The reason 50 Shades is so important is because so many people have consumed it. It broke records, it hit nerves, it generated years-long debate about everything from romance to the nature of fanfiction. It is, regardless of its (lack of) literary merit, an important book in the popular culture realm.
And I think I know why it hit such a nerve with so many people. It’s not because it empowers women to be sexual and to be okay with their own sexual drives – though there is some of that to be praised in the wake of this popular erotic work. But despite the empowerment many women feel as a result of recognizing and exploring sexual drives from reading this work, it can only function as empowering because it plays directly into patriarchal fantasies about what women are allowed to experience.
50 Shades of Grey is not a female-empowerment fantasy – not wholly. It is a fantasy of male power, based out of pre-existing patriarchal concepts of female sexuality. Any empowered sexual exploration happening as a result of this book is happening in a patriarchy-approved, male gaze context.
One of the most important facts we learn about Anastasia Steele early on in the book is the fact that she is a virgin. And not only is she a virgin, but she’s never really experienced sexual desire or sexual wants before she meets Mr. Christian Grey.
She is purity culture’s ideal woman.
Ana knows nothing of lust or love. She is a blank canvas upon which Christian Grey can act. She doesn’t know anything about sex, despite being twenty years old and having a roommate who is very sexually active. She knows that sex has bad consequences, judging by how often she mentions having to comfort her roommate after a one-night stand or a break up. The overriding voice in the book is not that of a woman liberated by her sexual awakening but instead one who has a particularly puritanical vision of sexual activity, naïve though it is.
Once you enter into the purity culture mindset, the punishment endured by Ana becomes obvious, even predictable. When you’re raised in the world of Christian courtship and dating books, such stories become quickly identifiable. I cite several of them in Damaged Goods. But here’s a brief framework for the story.
A virgin, a “pure” lady, begins seeing a man. She likes him, she wants to see more of him. He doesn’t particularly believe in love (because MAN) and he’s just after That One Thing. So she gives it up, because she wants to keep him around. She wants to pursue a romance, he doesn’t, and now she’s broken and bruised and hurt because she gave him her source of worth.
It’s a common story – the purity culture morality tale, in fact. We’re warned away from dating men who don’t respect our virginity, who only want to use us for sex. We’re told that if we give in, if we commit this “ultimate sin,” then we basically deserve the hurt and pain that follow.

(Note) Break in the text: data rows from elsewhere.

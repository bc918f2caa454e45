use crate::{config::BackendConfig, sink::PingStatsSink};
use anyhow::{Context as _, Result, anyhow, bail};
use bytes::Bytes;
use nextroute_core::{
    CostMatrix, NearRelay, Relay, RelayId, RelayStatsUpdate, RouteMatrix, StatsStore, Topology,
    geo::Location,
};
use std::{
    io::Read,
    sync::{Arc, Mutex, RwLock},
    time::{SystemTime, UNIX_EPOCH},
};
use tracing::{info, warn};

/// Seconds since the unix epoch.
pub fn unix_now() -> Result<u64> {
    Ok(SystemTime::now()
        .duration_since(UNIX_EPOCH)
        .context("System clock is set before the unix epoch")?
        .as_secs())
}

/// The state shared by the relay facing and the server facing sides of the
/// backend
///
/// Relay updates feed the stats store. Cost matrices are built from the
/// stats store and handed to the route optimizer, whose route matrices
/// come back through [`publish_route_matrix`] or [`load_route_matrix`] and
/// are then served to every reader from their response cache.
///
/// [`publish_route_matrix`]: RelayBackend::publish_route_matrix
/// [`load_route_matrix`]: RelayBackend::load_route_matrix
#[derive(Debug)]
pub struct RelayBackend {
    config: BackendConfig,
    stats: StatsStore,
    sink: Mutex<PingStatsSink>,
    route_matrix: RwLock<Option<Arc<RouteMatrix>>>,
}

impl RelayBackend {
    pub fn new(config: BackendConfig) -> Self {
        let stats = StatsStore::with_shards(config.stats_shards);
        let sink = Mutex::new(PingStatsSink::from_kind(config.sink));
        Self {
            config,
            stats,
            sink,
            route_matrix: RwLock::new(None),
        }
    }

    pub fn config(&self) -> &BackendConfig {
        &self.config
    }

    pub fn stats(&self) -> &StatsStore {
        &self.stats
    }

    pub fn process_relay_update(&self, update: &RelayStatsUpdate) {
        self.stats.process_stats(update);
    }

    /// Forgets the statistics reported by `relay`.
    pub fn remove_relay(&self, relay: RelayId) -> bool {
        self.stats.delete_entry(relay)
    }

    /// Builds the cost matrix of `relays`, ordered by relay id, from the
    /// current statistics.
    pub fn build_cost_matrix(&self, mut relays: Vec<Relay>, created_at: u64) -> Result<CostMatrix> {
        relays.sort_by_key(|relay| relay.id);
        let topology = Topology::new(relays).context("Failed to build the cost matrix topology")?;

        let relay_ids: Vec<_> = topology.relay_ids().collect();
        let costs = self.stats.get_costs(
            &relay_ids,
            self.config.max_jitter,
            self.config.max_packet_loss,
        );
        let routable = costs.iter().filter(|cost| **cost >= 0).count();

        let matrix = CostMatrix::new(topology, costs, created_at)?;
        matrix
            .write_response_data()
            .context("Failed to encode the cost matrix")?;

        info!(
            relays = relay_ids.len(),
            routable_pairs = routable,
            bytes = matrix.response_data().len(),
            "cost matrix built"
        );
        Ok(matrix)
    }

    /// Makes `matrix` the route matrix served to readers.
    pub fn publish_route_matrix(&self, matrix: RouteMatrix) -> Result<Arc<RouteMatrix>> {
        matrix
            .write_response_data()
            .context("Failed to encode the route matrix")?;
        matrix.write_analysis_data();

        let matrix = Arc::new(matrix);
        *self
            .route_matrix
            .write()
            .map_err(|error| anyhow!("Failed to lock on the route matrix: {error}"))? =
            Some(Arc::clone(&matrix));

        info!(
            relays = matrix.topology().len(),
            created_at = matrix.created_at(),
            bytes = matrix.response_data().len(),
            "route matrix published"
        );
        Ok(matrix)
    }

    /// Decodes a route matrix and publishes it, unless it is stale at `now`.
    pub fn load_route_matrix<R: Read>(&self, reader: R, now: u64) -> Result<Arc<RouteMatrix>> {
        let matrix = RouteMatrix::read_from(reader).map_err(|error| {
            warn!(%error, "failed to decode route matrix");
            anyhow!(error).context("Failed to decode the route matrix")
        })?;

        let stale = self.config.stale_duration;
        if matrix.is_stale(stale.into_duration(), now) {
            warn!(created_at = matrix.created_at(), now, %stale, "stale route matrix refused");
            bail!(
                "Route matrix created at {} is older than {stale}",
                matrix.created_at()
            );
        }

        self.publish_route_matrix(matrix)
    }

    pub fn route_matrix(&self) -> Result<Option<Arc<RouteMatrix>>> {
        Ok(self
            .route_matrix
            .read()
            .map_err(|error| anyhow!("Failed to lock on the route matrix: {error}"))?
            .clone())
    }

    /// Encoded bytes of the published route matrix, empty until one is
    /// published.
    pub fn route_matrix_response(&self) -> Result<Bytes> {
        Ok(self
            .route_matrix()?
            .map(|matrix| matrix.response_data())
            .unwrap_or_default())
    }

    /// Near relays of the published route matrix, with the configured
    /// policy.
    pub fn near_relays(
        &self,
        direct_latency_ms: f32,
        source: Location,
        destination: Location,
        max: usize,
    ) -> Result<Vec<NearRelay>> {
        let Some(matrix) = self.route_matrix()? else {
            return Ok(Vec::new());
        };
        Ok(self.config.near_relays.near_relays(
            matrix.topology(),
            direct_latency_ms,
            source,
            destination,
            max,
        ))
    }

    /// Extracts the statistics of every relay pair into the sink, returns
    /// the number of entries the sink accepted.
    pub fn publish_ping_stats(&self, timestamp: u64) -> Result<usize> {
        let entries = self.stats.extract_ping_stats(
            self.config.max_jitter,
            self.config.max_packet_loss,
            &self.config.instance_id,
            self.config.debug,
        );

        let accepted = self
            .sink
            .lock()
            .map_err(|error| anyhow!("Failed to lock on the ping stats sink: {error}"))?
            .publish(timestamp, entries);
        Ok(accepted)
    }

    /// Runs `f` on the ping stats sink.
    pub fn with_sink<T>(&self, f: impl FnOnce(&PingStatsSink) -> T) -> Result<T> {
        let sink = self
            .sink
            .lock()
            .map_err(|error| anyhow!("Failed to lock on the ping stats sink: {error}"))?;
        Ok(f(&sink))
    }
}
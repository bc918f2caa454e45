use crate::config::SinkKind;
use nextroute_core::PingStatsEntry;

/// Destination of the ping statistics extracted from the stats store
#[derive(Debug, Clone, PartialEq)]
pub enum PingStatsSink {
    Discard,
    /// Keeps every published entry in memory.
    Local(Vec<PingStatsEntry>),
    /// One `tracing` event per published batch.
    Log,
}

impl PingStatsSink {
    pub fn from_kind(kind: SinkKind) -> Self {
        match kind {
            SinkKind::Discard => Self::Discard,
            SinkKind::Local => Self::Local(Vec::new()),
            SinkKind::Log => Self::Log,
        }
    }

    /// Publishes a batch taken at `timestamp` (seconds since the unix
    /// epoch), returns the number of entries accepted.
    pub fn publish(&mut self, timestamp: u64, batch: Vec<PingStatsEntry>) -> usize {
        match self {
            Self::Discard => 0,
            Self::Local(entries) => {
                let accepted = batch.len();
                entries.extend(batch);
                accepted
            }
            Self::Log => {
                let routable = batch.iter().filter(|entry| entry.routable).count();
                tracing::info!(
                    timestamp,
                    entries = batch.len(),
                    routable,
                    "ping statistics published"
                );
                batch.len()
            }
        }
    }

    /// Entries kept by a [`PingStatsSink::Local`] sink.
    pub fn entries(&self) -> &[PingStatsEntry] {
        match self {
            Self::Local(entries) => entries,
            Self::Discard | Self::Log => &[],
        }
    }
}

#[cfg(test)]
mod tests {
    use super::*;
    use nextroute_core::RelayId;

    fn entry(routable: bool) -> PingStatsEntry {
        PingStatsEntry {
            relay_a: RelayId::new(1),
            relay_b: RelayId::new(2),
            rtt: 20.0,
            jitter: 1.0,
            packet_loss: 0.0,
            routable,
            instance_id: "test".to_string(),
            debug: false,
        }
    }

    #[test]
    fn discard() {
        let mut sink = PingStatsSink::from_kind(SinkKind::Discard);
        assert_eq!(sink.publish(0, vec![entry(true)]), 0);
        assert!(sink.entries().is_empty());
    }

    #[test]
    fn local() {
        let mut sink = PingStatsSink::from_kind(SinkKind::Local);
        assert_eq!(sink.publish(0, vec![entry(true), entry(false)]), 2);
        assert_eq!(sink.publish(1, vec![entry(true)]), 1);
        assert_eq!(sink.entries().len(), 3);
        assert!(!sink.entries()[1].routable);
    }

    #[test]
    fn log() {
        let mut sink = PingStatsSink::from_kind(SinkKind::Log);
        assert_eq!(sink.publish(0, vec![entry(true)]), 1);
        assert!(sink.entries().is_empty());
    }
}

In the purity culture world, Ana’s punishment at the hands of Christian Grey is a predictable outcome for her sin of lust and premarital sex. Abusive relationships, then, are what can be expected if you step out of line as a woman.
Don’t believe me?
When I was in seventh grade, I went through what must have been my school district’s version of “abstinence plus” education. We learned about condoms (without even seeing even a picture of one), and watched a series of videos about various consequences for failing to remain abstinent. The videos followed a few different (fake) teenage couples through their decision to have sex. One couple experiences a pregnancy scare. One couple gets worried about STDs. And, in the last couple, the boyfriend becomes extremely jealous, sees the woman as someone he owns now, and the relationship becomes abusive.
The message to my 12 year old mind was clear: premarital sex is a major factor of abusive relationships because it signals to men that they own you now. When you give someone sex, they are allowed to own you, and if done in the wrong context (ie, outside of marriage), that ownership will turn toxic and bloody. We see this ideology reflected throughout evangelical concepts on dating and sex, outlined best in my friend Sarah Moon’s “You Are Not Your Own” series.
50 Shades of Grey, then, is not necessarily a threat to the purity of evangelical women. Read “correctly,” it functions as a tale warning women away from the “sin” of having sex – something that fits directly into the evangelical purity movement’s narrative of the world.
Or, perhaps, sex is far more complicated than the simple equations evangelicalism offers us. Perhaps things are far more than just one thing or another. Perhaps, like everything, 50 Shades of Grey has multiple meanings and multiple interpretations, making it a cultural phenomenon worth engaging.